En tercer lugar, esto nos hace quedar mal, muy mal. Pero no al estilo que insinuaba la Secretario de Estado Hillary Clinton en su discurso de disculpa que induce vergüenza ajena en el que reprende a estos terribles confidentes por haber hecho un nocivo servicio a "la comunidad internacional", y deploraba lastimeramente hasta qué punto dificultará esto los intentos norteamericanos de lograr un mundo mejor.
Sonaba como un cruce entre directora escolar exasperada y aspirante a Miss que profesa la paz en el mundo como su mayor deseo. El problema no es que los cables sustraídos evidencien la hipocresía o el doble juego estadounidense. Por Dios, es la esencia de la diplomacia. Eso es lo que hacemos; es lo que hace todo hijo de vecino. De ahí el famoso aforismo de que un diplomático es un caballero honesto destacado en el extranjero para mentir por su país.

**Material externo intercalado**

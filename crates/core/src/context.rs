use crate::config::ValidationConfig;
use crate::lookups::Lookups;
use crate::status::StatusResolver;

/// Everything a validator consults besides the submission itself.
#[derive(Clone, Copy)]
pub struct ValidationContext<'a> {
    pub lookups: &'a dyn Lookups,
    pub resolver: &'a dyn StatusResolver,
    pub config: &'a ValidationConfig,
}

impl<'a> ValidationContext<'a> {
    pub fn new(
        lookups: &'a dyn Lookups,
        resolver: &'a dyn StatusResolver,
        config: &'a ValidationConfig,
    ) -> Self {
        Self {
            lookups,
            resolver,
            config,
        }
    }
}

No hay nada nuevo. Lo que es notable, sorprendente de hecho, es la respuesta torpe y pasiva de la administración a las filtraciones. Lo terrible es la impotencia de una superpotencia que no sólo no puede proteger sus propios secretos sino que demuestra al mundo que si usted viola sus secretos – masivamente, sin razón y con malas intenciones – no habrá represalias.
Es hora de manifestar un poco de carácter. Demostrar que esos depravados no van a irse de rositas.

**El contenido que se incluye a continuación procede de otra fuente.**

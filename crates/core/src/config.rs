//! Validation configuration.

use serde::{Deserialize, Serialize};

use crate::error::CoreError;

/// How many violations a validator reports per submission.
#[derive(Debug, Clone, Copy, Default, PartialEq, Eq, Serialize, Deserialize)]
#[serde(rename_all = "snake_case")]
pub enum ValidationMode {
    /// Stop at the first violated rule.
    #[default]
    FailFast,
    /// Evaluate every independent rule group and report all violations.
    CollectAll,
}

impl ValidationMode {
    pub fn from_str_value(s: &str) -> Result<Self, CoreError> {
        match s {
            "fail_fast" => Ok(Self::FailFast),
            "collect_all" => Ok(Self::CollectAll),
            _ => Err(CoreError::Config(format!(
                "Invalid validation mode '{s}'. Must be one of: fail_fast, collect_all"
            ))),
        }
    }

    pub fn as_str(&self) -> &'static str {
        match self {
            Self::FailFast => "fail_fast",
            Self::CollectAll => "collect_all",
        }
    }
}

/// Tunable study windows and thresholds used by the form validators.
#[derive(Debug, Clone, PartialEq, Eq, Serialize, Deserialize)]
#[serde(default)]
pub struct ValidationConfig {
    pub mode: ValidationMode,
    /// Minimum weeks between ARV initiation and delivery for a valid regimen.
    pub arv_min_weeks_before_delivery: u32,
    /// A rapid test result this many calendar months old (or older) is stale.
    pub rapid_test_max_age_months: u32,
    /// Gestational age (weeks) separating early and late pregnancy losses.
    pub gestation_threshold_weeks: i32,
    /// Extra living children tolerated over deliveries, for twins and triplets.
    pub living_children_allowance: i32,
}

impl Default for ValidationConfig {
    fn default() -> Self {
        Self {
            mode: ValidationMode::FailFast,
            arv_min_weeks_before_delivery: 4,
            rapid_test_max_age_months: 3,
            gestation_threshold_weeks: 24,
            living_children_allowance: 3,
        }
    }
}

impl ValidationConfig {
    /// Load configuration from environment variables with defaults.
    ///
    /// | Env Var                         | Default     |
    /// |---------------------------------|-------------|
    /// | `VALIDATION_MODE`               | `fail_fast` |
    /// | `ARV_MIN_WEEKS_BEFORE_DELIVERY` | `4`         |
    /// | `RAPID_TEST_MAX_AGE_MONTHS`     | `3`         |
    /// | `GESTATION_THRESHOLD_WEEKS`     | `24`        |
    /// | `LIVING_CHILDREN_ALLOWANCE`     | `3`         |
    pub fn from_env() -> Result<Self, CoreError> {
        Self::from_lookup(|key| std::env::var(key).ok())
    }

    /// Build configuration from an arbitrary key lookup.
    pub fn from_lookup(lookup: impl Fn(&str) -> Option<String>) -> Result<Self, CoreError> {
        let defaults = Self::default();

        let mode = match lookup("VALIDATION_MODE") {
            Some(value) => ValidationMode::from_str_value(value.trim())?,
            None => defaults.mode,
        };

        Ok(Self {
            mode,
            arv_min_weeks_before_delivery: parse_var(
                &lookup,
                "ARV_MIN_WEEKS_BEFORE_DELIVERY",
                defaults.arv_min_weeks_before_delivery,
            )?,
            rapid_test_max_age_months: parse_var(
                &lookup,
                "RAPID_TEST_MAX_AGE_MONTHS",
                defaults.rapid_test_max_age_months,
            )?,
            gestation_threshold_weeks: parse_var(
                &lookup,
                "GESTATION_THRESHOLD_WEEKS",
                defaults.gestation_threshold_weeks,
            )?,
            living_children_allowance: parse_var(
                &lookup,
                "LIVING_CHILDREN_ALLOWANCE",
                defaults.living_children_allowance,
            )?,
        })
    }

    pub fn with_mode(mut self, mode: ValidationMode) -> Self {
        self.mode = mode;
        self
    }
}

fn parse_var<T: std::str::FromStr>(
    lookup: &impl Fn(&str) -> Option<String>,
    key: &str,
    default: T,
) -> Result<T, CoreError> {
    match lookup(key) {
        Some(raw) => raw
            .trim()
            .parse()
            .map_err(|_| CoreError::Config(format!("{key} must be a number, got '{raw}'"))),
        None => Ok(default),
    }
}

#[cfg(test)]
mod tests {
    use super::*;
    use assert_matches::assert_matches;
    use std::collections::HashMap;

    fn lookup(pairs: &[(&str, &str)]) -> impl Fn(&str) -> Option<String> {
        let map: HashMap<String, String> = pairs
            .iter()
            .map(|(k, v)| (k.to_string(), v.to_string()))
            .collect();
        move |key| map.get(key).cloned()
    }

    #[test]
    fn defaults_when_nothing_set() {
        let config = ValidationConfig::from_lookup(lookup(&[])).unwrap();
        assert_eq!(config, ValidationConfig::default());
        assert_eq!(config.mode, ValidationMode::FailFast);
        assert_eq!(config.arv_min_weeks_before_delivery, 4);
    }

    #[test]
    fn overrides_from_lookup() {
        let config = ValidationConfig::from_lookup(lookup(&[
            ("VALIDATION_MODE", "collect_all"),
            ("RAPID_TEST_MAX_AGE_MONTHS", " 6 "),
        ]))
        .unwrap();
        assert_eq!(config.mode, ValidationMode::CollectAll);
        assert_eq!(config.rapid_test_max_age_months, 6);
    }

    #[test]
    fn rejects_unknown_mode() {
        let result = ValidationConfig::from_lookup(lookup(&[("VALIDATION_MODE", "lenient")]));
        assert_matches!(result, Err(CoreError::Config(_)));
    }

    #[test]
    fn rejects_non_numeric_threshold() {
        let result =
            ValidationConfig::from_lookup(lookup(&[("GESTATION_THRESHOLD_WEEKS", "twenty")]));
        assert_matches!(result, Err(CoreError::Config(msg)) if msg.contains("GESTATION_THRESHOLD_WEEKS"));
    }

    #[test]
    fn deserializes_partial_json() {
        let config: ValidationConfig =
            serde_json::from_str(r#"{"mode": "collect_all", "living_children_allowance": 2}"#)
                .unwrap();
        assert_eq!(config.mode, ValidationMode::CollectAll);
        assert_eq!(config.living_children_allowance, 2);
        assert_eq!(config.gestation_threshold_weeks, 24);
    }

    #[test]
    fn mode_round_trips_through_str() {
        for mode in [ValidationMode::FailFast, ValidationMode::CollectAll] {
            assert_eq!(ValidationMode::from_str_value(mode.as_str()).unwrap(), mode);
        }
    }
}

En rueda de prensa el lunes, el fiscal general Eric Holder aseguraba a la nación que su gente examina con diligencia la posibilidad de tomar medidas legales contra Wikileaks. ¿Dónde ha estado Holder? La salida a la luz por parte de WikiLeaks de los despachos militares de la guerra afgana se produjo hace cinco meses. ¿Ahora se pone Holder a buscar posibles imputaciones? Éste es un país en el que la fiscalía tiene tanto control sobre el jurado que puede convencerle de declarar culpable a un bocadillo de jamón. ¿Meses después de la primera filtración, los miles de letrados del Departamento de Justicia no han presentado cargos todavía contra Julian Assange y sus confederados?
Impúteles todos los delitos derivados de la Ley de Espionaje de 1917. Y si eso no basta, si esa ley ha quedado demasiado marginada y rebajada por posteriores sentencias del Tribunal Supremo, entonces ¿por qué no ha redactado la administración nuevas legislaciones adaptadas a este tipo de delitos contra la seguridad estadounidense en la era de Internet? No es que no supiéramos que se iban a producir filtraciones. Ni que no sepamos que vayan a producirse aún más.

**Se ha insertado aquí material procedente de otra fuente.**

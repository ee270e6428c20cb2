//! Streams a file to its backup location with `tokio::fs`.

use std::sync::Arc;

use anyhow::{Context, Result};
use async_trait::async_trait;
use tokio::io::{AsyncReadExt, AsyncWriteExt};

use crate::checksum;
use crate::config::AbkConfig;
use crate::job::{DiscreteJob, JobExecutor};

use super::job::FileCopyJob;

/// Executes [`FileCopyJob`]s: chunked copy, byte progress, optional SHA-256 check.
#[derive(Debug, Clone)]
pub struct CopyExecutor {
    buffer_bytes: usize,
    verify: bool,
}

impl CopyExecutor {
    pub fn new(buffer_bytes: usize, verify: bool) -> Self {
        Self {
            buffer_bytes: buffer_bytes.max(1),
            verify,
        }
    }

    pub fn from_config(cfg: &AbkConfig) -> Self {
        Self::new(cfg.buffer_bytes, cfg.verify_checksums)
    }
}

#[async_trait]
impl JobExecutor<FileCopyJob> for CopyExecutor {
    async fn execute(&self, job: Arc<FileCopyJob>) -> Result<()> {
        job.reset_bytes();
        let source = job.source();
        let target = job.target();

        if job.is_directory() {
            tokio::fs::create_dir_all(target)
                .await
                .with_context(|| format!("create directory {}", target.display()))?;
            job.update_byte_count(0);
            tracing::debug!(target = %target.display(), "directory created");
            return Ok(());
        }

        if let Some(parent) = target.parent() {
            tokio::fs::create_dir_all(parent)
                .await
                .with_context(|| format!("create directory {}", parent.display()))?;
        }
        let mut reader = tokio::fs::File::open(source)
            .await
            .with_context(|| format!("open {}", source.display()))?;
        let mut writer = tokio::fs::File::create(target)
            .await
            .with_context(|| format!("create {}", target.display()))?;

        let mut buf = vec![0u8; self.buffer_bytes];
        loop {
            // The executor may stop early; the scheduler reports the cancellation.
            if job.progress().is_some_and(|p| p.is_cancelled()) {
                anyhow::bail!("copy of {} interrupted by cancellation", source.display());
            }
            let n = reader
                .read(&mut buf)
                .await
                .with_context(|| format!("read {}", source.display()))?;
            if n == 0 {
                break;
            }
            writer
                .write_all(&buf[..n])
                .await
                .with_context(|| format!("write {}", target.display()))?;
            job.update_byte_count(n as u64);
        }
        writer
            .flush()
            .await
            .with_context(|| format!("flush {}", target.display()))?;
        // Marks empty files complete.
        job.update_byte_count(0);

        if self.verify {
            let (src, dst) = (source.to_path_buf(), target.to_path_buf());
            let task = tokio::task::spawn_blocking(move || checksum::sha256_matches(&src, &dst));
            let matches = task.await.context("checksum task join")??;
            if !matches {
                anyhow::bail!(
                    "checksum mismatch between {} and {}",
                    source.display(),
                    target.display()
                );
            }
        }

        tracing::debug!(
            source = %source.display(),
            target = %target.display(),
            bytes = job.progress_bytes(),
            "file copied"
        );
        Ok(())
    }
}

#[cfg(test)]
mod tests {
    use super::*;
    use crate::job::JobProgress;

    #[tokio::test]
    async fn copies_content_into_new_directories() {
        let dir = tempfile::tempdir().unwrap();
        let source = dir.path().join("a.bin");
        let body: Vec<u8> = (0u8..=255).cycle().take(10_000).collect();
        std::fs::write(&source, &body).unwrap();
        let target = dir.path().join("out").join("deep").join("a.bin");

        let job = Arc::new(FileCopyJob::new(
            &source,
            &target,
            body.len() as u64,
            JobProgress::new(),
        ));
        CopyExecutor::new(1024, true)
            .execute(Arc::clone(&job))
            .await
            .unwrap();

        assert_eq!(std::fs::read(&target).unwrap(), body);
        assert_eq!(job.progress_bytes(), body.len() as u64);
        assert_eq!(job.progress().unwrap().percent_complete(), 100);
    }

    #[tokio::test]
    async fn empty_file_reaches_full_progress() {
        let dir = tempfile::tempdir().unwrap();
        let source = dir.path().join("empty");
        std::fs::write(&source, b"").unwrap();
        let job = Arc::new(FileCopyJob::new(
            &source,
            dir.path().join("copy"),
            0,
            JobProgress::new(),
        ));
        CopyExecutor::new(16, false)
            .execute(Arc::clone(&job))
            .await
            .unwrap();
        assert_eq!(job.progress().unwrap().progress(), 1.0);
    }

    #[tokio::test]
    async fn directory_job_creates_target_directory() {
        let dir = tempfile::tempdir().unwrap();
        let target = dir.path().join("out").join("empty");
        let job = Arc::new(FileCopyJob::directory(
            dir.path(),
            &target,
            JobProgress::new(),
        ));
        CopyExecutor::new(16, false)
            .execute(Arc::clone(&job))
            .await
            .unwrap();
        assert!(target.is_dir());
        assert_eq!(job.progress().unwrap().progress(), 1.0);
    }

    #[tokio::test]
    async fn missing_source_is_an_error() {
        let dir = tempfile::tempdir().unwrap();
        let job = Arc::new(FileCopyJob::new(
            dir.path().join("nope"),
            dir.path().join("copy"),
            3,
            JobProgress::new(),
        ));
        let err = CopyExecutor::new(16, false).execute(job).await.unwrap_err();
        assert!(format!("{err:#}").contains("open"));
    }

    #[tokio::test]
    async fn cancelled_job_stops_copying() {
        let dir = tempfile::tempdir().unwrap();
        let source = dir.path().join("a");
        std::fs::write(&source, b"data").unwrap();
        let progress = JobProgress::new();
        progress.cancellation().cancel();
        let target = dir.path().join("b");
        let job = Arc::new(FileCopyJob::new(&source, target, 4, progress));
        let err = CopyExecutor::new(16, false).execute(job).await.unwrap_err();
        assert!(err.to_string().contains("cancellation"));
    }
}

Sed creativos. La difusión documental a gran escala de WikiLeaks es sabotaje, al margen de lo pintoresco que pueda parecer el término. Estamos en guerra – una guerra encarnizada en Afganistán en la que seis estadounidenses perdían la vida justo este pasado lunes, y una guerra mundial encubierta en la que enemigos de Yemen a Portland, Oregón, planean la guerra santa. Franklin Roosevelt hizo que los saboteadores alemanes fueran juzgados por tribunales militares y fusilados, Assange ha causado más daño a Estados Unidos que aquellos seis alemanes juntos. Colgar en Internet secretos estadounidenses, un medio de diseminación universal novedoso en la historia de la humanidad, exige la reconceptualización de los cargos de sabotaje y espionaje — y de las leyes para castigar esos delitos. ¿Dónde está el Departamento de Justicia?
¿Y dónde están las agencias de Inteligencia en las que invertimos generosamente 80.000 millones de dólares al año? Assange está en paradero desconocido. Bien, no es un asceta yihadista de las cavernas. Que lo encuentren. Que empiecen por todos los hoteles de cinco estrellas de Inglaterra y que vayan bajando.
¿Quiere evitar que esto vuelva a ocurrir? Que el mundo vea a un hombre en vela en la misma cama, que teme el largo brazo de la justicia estadounidense. No estoy abogando porque saquemos de su jubilación al agente del KGB que, en una calle londinense, asesinó a un disidente búlgaro con la punta envenenada de un paraguas. Pero estaría bien que la gente como Assange no pudiera evitar preocuparse cada vez que pisara la calle.